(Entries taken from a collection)
------------------------------
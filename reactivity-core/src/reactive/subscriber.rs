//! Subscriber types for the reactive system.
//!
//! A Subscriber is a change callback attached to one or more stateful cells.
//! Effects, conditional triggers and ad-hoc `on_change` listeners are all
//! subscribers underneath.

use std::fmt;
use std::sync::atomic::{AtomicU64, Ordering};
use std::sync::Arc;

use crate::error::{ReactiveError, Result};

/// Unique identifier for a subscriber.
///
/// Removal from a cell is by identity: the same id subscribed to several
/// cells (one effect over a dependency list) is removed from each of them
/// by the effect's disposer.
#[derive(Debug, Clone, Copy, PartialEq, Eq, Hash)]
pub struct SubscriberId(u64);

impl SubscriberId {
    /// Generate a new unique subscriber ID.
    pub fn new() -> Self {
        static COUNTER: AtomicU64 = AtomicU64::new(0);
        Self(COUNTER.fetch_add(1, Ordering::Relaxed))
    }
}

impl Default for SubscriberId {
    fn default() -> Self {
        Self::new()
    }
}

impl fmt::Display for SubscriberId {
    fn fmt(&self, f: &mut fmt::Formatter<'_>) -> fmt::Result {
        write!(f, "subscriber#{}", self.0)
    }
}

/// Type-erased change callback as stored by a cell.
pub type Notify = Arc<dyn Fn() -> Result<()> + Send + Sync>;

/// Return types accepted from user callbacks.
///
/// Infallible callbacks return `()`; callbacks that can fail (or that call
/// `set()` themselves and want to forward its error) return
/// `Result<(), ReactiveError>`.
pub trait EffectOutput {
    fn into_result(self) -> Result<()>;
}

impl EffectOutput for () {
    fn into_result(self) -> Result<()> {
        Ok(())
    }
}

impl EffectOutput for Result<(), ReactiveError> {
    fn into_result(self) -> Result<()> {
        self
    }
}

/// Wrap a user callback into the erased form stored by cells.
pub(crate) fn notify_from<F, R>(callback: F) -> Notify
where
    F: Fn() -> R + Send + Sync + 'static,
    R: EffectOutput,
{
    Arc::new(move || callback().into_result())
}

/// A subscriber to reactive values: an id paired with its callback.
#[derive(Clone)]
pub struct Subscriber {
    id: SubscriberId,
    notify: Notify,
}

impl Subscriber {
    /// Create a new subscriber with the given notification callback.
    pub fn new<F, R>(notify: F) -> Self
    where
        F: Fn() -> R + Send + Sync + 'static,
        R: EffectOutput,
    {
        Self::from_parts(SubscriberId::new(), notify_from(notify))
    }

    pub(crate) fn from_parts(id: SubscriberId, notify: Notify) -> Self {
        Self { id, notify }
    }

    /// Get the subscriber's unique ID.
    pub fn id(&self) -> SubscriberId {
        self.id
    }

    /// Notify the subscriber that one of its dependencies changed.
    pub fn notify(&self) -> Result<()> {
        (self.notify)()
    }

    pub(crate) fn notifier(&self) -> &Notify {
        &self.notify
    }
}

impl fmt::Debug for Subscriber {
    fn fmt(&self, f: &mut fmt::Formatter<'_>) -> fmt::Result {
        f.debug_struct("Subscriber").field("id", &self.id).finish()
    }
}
------------------------------
## Task to carry out
Copy out the lines above exactly, beginning at the one that contains "pub fn id(&self)" and ending at the one that contains "impl fmt::Debug for".

## Solution to this exercise
    pub fn id(&self) -> SubscriberId {
        self.id
    }

    /// Notify the subscriber that one of its dependencies changed.
    pub fn notify(&self) -> Result<()> {
        (self.notify)()
    }

    pub(crate) fn notifier(&self) -> &Notify {
        &self.notify
    }
}

impl fmt::Debug for Subscriber {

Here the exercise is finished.